• _Work required_
Restate the lines exactly, starting at the line that contains "let mut pass" and finishing with the final line of the records.

(Stored data)

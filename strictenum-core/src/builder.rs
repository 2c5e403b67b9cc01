//! Builder pattern API for strict enum analysis.
//!
//! Provides a fluent interface for configuring and running the checker over
//! Go packages:
//!
//! ```rust,ignore
//! use strictenum_core::prelude::*;
//!
//! let result = StrictEnum::new("./...")
//!     .exclude_dirs(["generated"])
//!     .include_tests(false)
//!     .analyze()?;
//!
//! for d in &result.diagnostics {
//!     println!("{d}");
//! }
//! ```

use std::path::PathBuf;

use anyhow::{Context, Result};
use rayon::prelude::*;
use tracing::{info, warn};

use crate::config::StrictEnumConfig;
use crate::diagnostic::Diagnostic;
use crate::error::StrictEnumError;
use crate::parse::Unit;
use crate::plugin::{Analyzer, LinterPlugin, Pass, StrictEnumLinter};
use crate::scan::{plan_units, UnitPlan};

/// Builder for configuring strict enum analysis.
#[derive(Debug, Clone)]
pub struct StrictEnum {
    /// Package patterns (`dir`, `dir/...`, or `.go` files)
    patterns: Vec<String>,

    /// Custom excluded directory names
    excluded_dirs: Vec<String>,

    /// Whether `_test.go` files are analyzed
    include_tests: bool,

    /// Raw checker settings payload
    settings: Option<serde_json::Value>,
}

impl StrictEnum {
    /// Create a new analysis builder for one package pattern.
    pub fn new(pattern: impl Into<String>) -> Self {
        Self {
            patterns: vec![pattern.into()],
            excluded_dirs: Vec::new(),
            include_tests: true,
            settings: None,
        }
    }

    /// Add more package patterns.
    pub fn patterns(mut self, patterns: impl IntoIterator<Item = impl Into<String>>) -> Self {
        self.patterns.extend(patterns.into_iter().map(Into::into));
        self
    }

    /// Add directories to exclude from recursive scanning.
    pub fn exclude_dirs(mut self, dirs: impl IntoIterator<Item = impl Into<String>>) -> Self {
        self.excluded_dirs.extend(dirs.into_iter().map(Into::into));
        self
    }

    /// Analyze `_test.go` files too (default: true).
    pub fn include_tests(mut self, enabled: bool) -> Self {
        self.include_tests = enabled;
        self
    }

    /// Settings payload handed to the checker plugin.
    pub fn settings(mut self, payload: Option<serde_json::Value>) -> Self {
        self.settings = payload;
        self
    }

    /// Apply values from a loaded strictenum.toml.
    pub fn with_config(mut self, config: &StrictEnumConfig) -> Result<Self> {
        if let Some(exclude) = &config.exclude {
            self.excluded_dirs.extend(exclude.iter().cloned());
        }
        if let Some(tests) = config.tests {
            self.include_tests = tests;
        }
        if let Some(payload) = config.settings_payload()? {
            self.settings = Some(payload);
        }
        Ok(self)
    }

    /// Run the analysis and return results.
    ///
    /// Units that fail to load are reported in [`AnalysisResult::failures`]
    /// and never contribute diagnostics; every other unit is still checked.
    pub fn analyze(&self) -> Result<AnalysisResult> {
        // 1. Construct the checker
        let plugin = StrictEnumLinter::new(self.settings.as_ref())
            .context("Failed to initialize strictenum")?;
        let analyzers = plugin.build_analyzers()?;

        // 2. Resolve patterns into unit plans
        let excludes: Vec<&str> = self.excluded_dirs.iter().map(String::as_str).collect();
        let plans = plan_units(&self.patterns, &excludes, self.include_tests)
            .context("Failed to resolve package patterns")?;

        // 3. Load and check every unit in parallel
        let outcomes: Vec<PlanOutcome> = plans
            .par_iter()
            .map(|plan| run_plan(plan, &analyzers))
            .collect();

        // 4. Merge
        let mut result = AnalysisResult::default();
        for outcome in outcomes {
            result.units += outcome.units;
            result.files += outcome.files;
            result.diagnostics.extend(outcome.diagnostics);
            result.failures.extend(outcome.failure);
        }
        result.diagnostics.sort_by(|a, b| a.position.cmp(&b.position));

        info!(
            units = result.units,
            files = result.files,
            diagnostics = result.diagnostics.len(),
            failures = result.failures.len(),
            "analysis finished"
        );
        Ok(result)
    }
}

#[derive(Default)]
struct PlanOutcome {
    units: usize,
    files: usize,
    diagnostics: Vec<Diagnostic>,
    failure: Option<UnitFailure>,
}

fn run_plan(plan: &UnitPlan, analyzers: &[Analyzer]) -> PlanOutcome {
    let units = match Unit::load(&plan.files) {
        Ok(units) => units,
        Err(error) => {
            warn!(dir = %plan.dir.display(), %error, "unit failed to load");
            return PlanOutcome {
                failure: Some(UnitFailure {
                    dir: plan.dir.clone(),
                    error,
                }),
                ..PlanOutcome::default()
            };
        }
    };

    let mut outcome = PlanOutcome::default();
    for unit in &units {
        outcome.units += 1;
        outcome.files += unit.files().len();
        for analyzer in analyzers {
            let mut pass = Pass::new(unit, &mut outcome.diagnostics);
            analyzer.run(&mut pass);
        }
    }
    outcome
}

/// A unit that could not be loaded.
#[derive(Debug)]
pub struct UnitFailure {
    /// Directory of the unit
    pub dir: PathBuf,
    /// Why loading failed
    pub error: StrictEnumError,
}

/// Result of running strict enum analysis.
#[derive(Debug, Default)]
pub struct AnalysisResult {
    /// All diagnostics, sorted by file, line and column
    pub diagnostics: Vec<Diagnostic>,

    /// Units skipped because they failed to load
    pub failures: Vec<UnitFailure>,

    /// Number of units analyzed
    pub units: usize,

    /// Number of files analyzed
    pub files: usize,
}

impl AnalysisResult {
    /// Check if any violation was found.
    pub fn has_violations(&self) -> bool {
        !self.diagnostics.is_empty()
    }

    /// Check if any unit failed to load.
    pub fn has_failures(&self) -> bool {
        !self.failures.is_empty()
    }
}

• _Output for this task_
            let mut pass = Pass::new(unit, &mut outcome.diagnostics);
            analyzer.run(&mut pass);
        }
    }
    outcome
}

/// A unit that could not be loaded.
#[derive(Debug)]
pub struct UnitFailure {
    /// Directory of the unit
    pub dir: PathBuf,
    /// Why loading failed
    pub error: StrictEnumError,
}

/// Result of running strict enum analysis.
#[derive(Debug, Default)]
pub struct AnalysisResult {
    /// All diagnostics, sorted by file, line and column
    pub diagnostics: Vec<Diagnostic>,

    /// Units skipped because they failed to load
    pub failures: Vec<UnitFailure>,

    /// Number of units analyzed
    pub units: usize,

    /// Number of files analyzed
    pub files: usize,
}

impl AnalysisResult {
    /// Check if any violation was found.
    pub fn has_violations(&self) -> bool {
        !self.diagnostics.is_empty()
    }

    /// Check if any unit failed to load.
    pub fn has_failures(&self) -> bool {
        !self.failures.is_empty()
    }
}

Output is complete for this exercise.